A greater emphasis on messaging
What to do? If health authorities and political leaders hope to bring this pandemic under control, then certain actions are necessary. According to a recent study, national surveys show that a large segment of Americans may continue to be unwilling to receive a COVID-19 vaccine. Even if that segment shrinks over time, it is still disturbing. So the experts recommend that more attention be given to public communication: spread the message about masking, physical distancing and the importance of vaccination. This research, which was co-authored by the new head of the Centers for Disease Control and Prevention, Dr. Rochelle Walensky, finds that the success of the country’s vaccination effort hinges on Americans’ willingness to be inoculated.
Walensky, formerly chief of Massachusetts General Hospital’s infectious disease division, said, “We’ll get out of this faster if you give the vaccine less work to do.” In other words, the vaccine itself works fine, but people need to accept it. That’s the difference between vaccine efficacy, its proven biological/medical impact, versus vaccine effectiveness, which takes into account how much of the overall population receives and benefits from the vaccine. Just because we have a great vaccine doesn’t mean that the pandemic is under control unless people actually get that shot in the arm.
Making this happen means greater emphasis on messaging and communication. So we can expect to see more articles and features in the media like “How to Debunk Misinformation about COVID, Vaccines, and Masks” and “How ‘Vaccine Day’ Could Boost Inoculations.” The idea is to encourage laggards to step up and do the right public health thing by being vaccinated. Finding ways to bring the vaccine into diverse neighborhoods and workplaces will also be important.
There are interviews with formerly hardcore skeptics who appear thoughtful by considering whether to be vaccinated, an apparently difficult choice for the anti-science crowd. It remains to be seen how well better communication methods will change attitudes about lockdown restrictions or affect what looks like a strain of herd immunity to reason.
Research from heavy academic guns is being brought to bear in the vaccination battle. “How to Persuade People to Change Their Behavior” from the Harvard Business Review suggests that telling people what to do doesn’t work as well as encouraging them to convince themselves, e.g. “What would you want your grandparent or sister to do?”
Over at the University of Pennsylvania Wharton School a team of behavioral scientists are looking into the best ways of persuading people to accept vaccination. In a partnership funded by Walmart, The Behavior Change for Good Initiative has created a tournament asking leading scholars of human behavior to submit their best ideas. An example of a winning entry suggests that employers wanting their workforce vaccinated should not invite employees to sign up but instead go ahead and make an appointment for them. Not offering the shot as a choice but making it a done deal leads to better compliance.
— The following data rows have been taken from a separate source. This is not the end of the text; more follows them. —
//! compfig-core
//!
//! Procedural generator for composite-figure area problems. A figure is
//! assembled from primitive shapes glued edge-to-edge, translated into a
//! graph of quantities and derivation rules, and solved for a minimal,
//! depth-controlled set of measurements to reveal to the student.

pub mod config;
pub mod figure;   // Geometric IR (points, edges, shapes, composition)
pub mod generate; // One-call generation pipeline
pub mod graph;    // Quantities, derivation rules, figure-to-graph builder
pub mod measure;  // Difficulty-aware measurement selection and placement
pub mod rng;      // Seeded, substitutable randomness
pub mod solve;    // Fixpoint propagation, source minimization, depth

pub use config::{Difficulty, GenConfig};
pub use figure::{CompositeFigure, Edge, EdgeGeometry, EdgeId, Point2D, Shape, ShapeId, ShapeKind};
pub use generate::{generate, FigureDescription, GeneratedProblem};
pub use graph::{DerivationGraph, DerivationGraphBuilder, Quantity, QuantityId, QuantityKind};
pub use measure::{apply_measurements, Measurement, MeasurementOutcome};
pub use rng::{RandomSource, SeededRng};
pub use solve::{
    can_reach_targets, derivation_depth, find_minimum_sources, propagate, solve, Solution,
};
//! Geometric IR: points, edges, primitive shapes, and figure composition

pub mod compose;
pub mod edge;
pub mod point;
pub mod shape;

pub use compose::CompositeFigure;
pub use edge::{Edge, EdgeGeometry, EdgeId, ShapeId};
pub use point::Point2D;
pub use shape::{Shape, ShapeKind, PI_APPROX};

/// Length tolerance for edge matching and seam checks
pub const EPSILON: f64 = 0.01;

/// Tolerance for the total-area consistency check
pub const AREA_TOLERANCE: f64 = 0.1;

/// Per-generation id counters for shapes and edges
///
/// Scoped to a single generation call; a fresh `FigureIds` starts every
/// request so ids are reproducible and no state crosses requests.
#[derive(Debug, Clone, Default)]
pub struct FigureIds {
    next_shape: u32,
    next_edge: u32,
}

impl FigureIds {
    pub fn new() -> Self {
        Self::default()
    }

    pub fn next_shape(&mut self) -> ShapeId {
        let id = ShapeId(self.next_shape);
        self.next_shape += 1;
        id
    }

    pub fn next_edge(&mut self) -> EdgeId {
        let id = EdgeId(self.next_edge);
        self.next_edge += 1;
        id
    }
}

#[cfg(test)]
mod tests {
    use super::*;

    #[test]
    fn test_ids_are_sequential() {
        let mut ids = FigureIds::new();

        assert_eq!(ids.next_shape(), ShapeId(0));
        assert_eq!(ids.next_shape(), ShapeId(1));
        assert_eq!(ids.next_edge(), EdgeId(0));
        assert_eq!(ids.next_edge(), EdgeId(1));
    }
}
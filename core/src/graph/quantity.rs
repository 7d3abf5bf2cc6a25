//! Numeric quantities of a figure
//!
//! A quantity is one measurable-or-derivable number: the length of a
//! straight edge, the radius or diameter of an arc, the area of a shape, or
//! the figure's total area. Quantities are graph nodes; derivation rules
//! connect them.

use crate::figure::{EdgeId, ShapeId};
use serde::{Deserialize, Serialize};
use std::fmt;

/// Newtype wrapper for quantity identifiers
#[derive(Debug, Clone, Copy, PartialEq, Eq, Hash, PartialOrd, Ord, Serialize, Deserialize)]
pub struct QuantityId(pub u32);

impl fmt::Display for QuantityId {
    fn fmt(&self, f: &mut fmt::Formatter<'_>) -> fmt::Result {
        write!(f, "q{}", self.0)
    }
}

/// What kind of number a quantity is
#[derive(Debug, Clone, Copy, PartialEq, Eq, Hash, Serialize, Deserialize)]
#[serde(rename_all = "snake_case")]
pub enum QuantityKind {
    Length,
    Radius,
    Diameter,
    Area,
}

/// What figure element a quantity describes
#[derive(Debug, Clone, Copy, PartialEq, Eq, Hash, Serialize, Deserialize)]
#[serde(rename_all = "snake_case")]
pub enum QuantityRef {
    Edge(EdgeId),
    Shape(ShapeId),
    /// The whole figure (total area)
    Figure,
}

/// A single graph node
#[derive(Debug, Clone, PartialEq, Serialize, Deserialize)]
pub struct Quantity {
    pub id: QuantityId,
    pub kind: QuantityKind,

    /// True value, known at build time from the geometry
    pub value: f64,

    /// Back-reference to the edge or shape this quantity describes
    pub subject: QuantityRef,

    /// Only quantities tied to a visible edge or arc may be handed to the
    /// student as a given measurement
    pub measurable: bool,
}

impl Quantity {
    pub fn new(
        id: QuantityId,
        kind: QuantityKind,
        value: f64,
        subject: QuantityRef,
        measurable: bool,
    ) -> Self {
        Self {
            id,
            kind,
            value,
            subject,
            measurable,
        }
    }
}

#[cfg(test)]
mod tests {
    use super::*;

    #[test]
    fn test_quantity_display() {
        assert_eq!(QuantityId(3).to_string(), "q3");
    }

    #[test]
    fn test_quantity_construction() {
        let q = Quantity::new(
            QuantityId(0),
            QuantityKind::Length,
            4.0,
            QuantityRef::Edge(EdgeId(2)),
            true,
        );

        assert_eq!(q.kind, QuantityKind::Length);
        assert!(q.measurable);
        assert_eq!(q.subject, QuantityRef::Edge(EdgeId(2)));
    }
}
Meanwhile a research group at Duke University with an appealing name, The Center for Advanced Hindsight, is working to understand and apply habit formation as it relates to mask compliance, vaccine adoption and combatting misinformation. One of their pilot projects focuses on religious communities in North Carolina. It’s suggested that health messages be related to scriptural lessons and incorporated in Sunday sermons. While it may be effective to hear a parable from a respected reverend or faith leader, there will probably be congregants who won’t enjoy being preached at about COVID in church.
These behavioral approaches to public health are descended from the broader discipline of behavioral economics, which melds traditional economics with psychological motivation. Practices such as “nudging” and “opting out” versus “opting in” have become common tools in business, government and wherever there is a need to influence people’s judgment or choice. The main idea is to reframe how we understand an issue or situation to arrive at a preferred decision. Preferred by whom, though? Despite its achievements, critics of this behavioral science complain that we are being manipulated or treated like lab rats.
Maybe we should be allowed our irrational side and have permission to act in “suboptimal” ways. But when dysfunctional behavior threatens everyone else’s good life then I won’t mind being led through a maze with a jab at the end. It’s just part of dealing with “the crooked timber of humanity from which nothing quite straight can be made,” or as that 20th-century philosopher Pogo pointed out, the enemy is us.
Larry Struck is a writer based in Edina.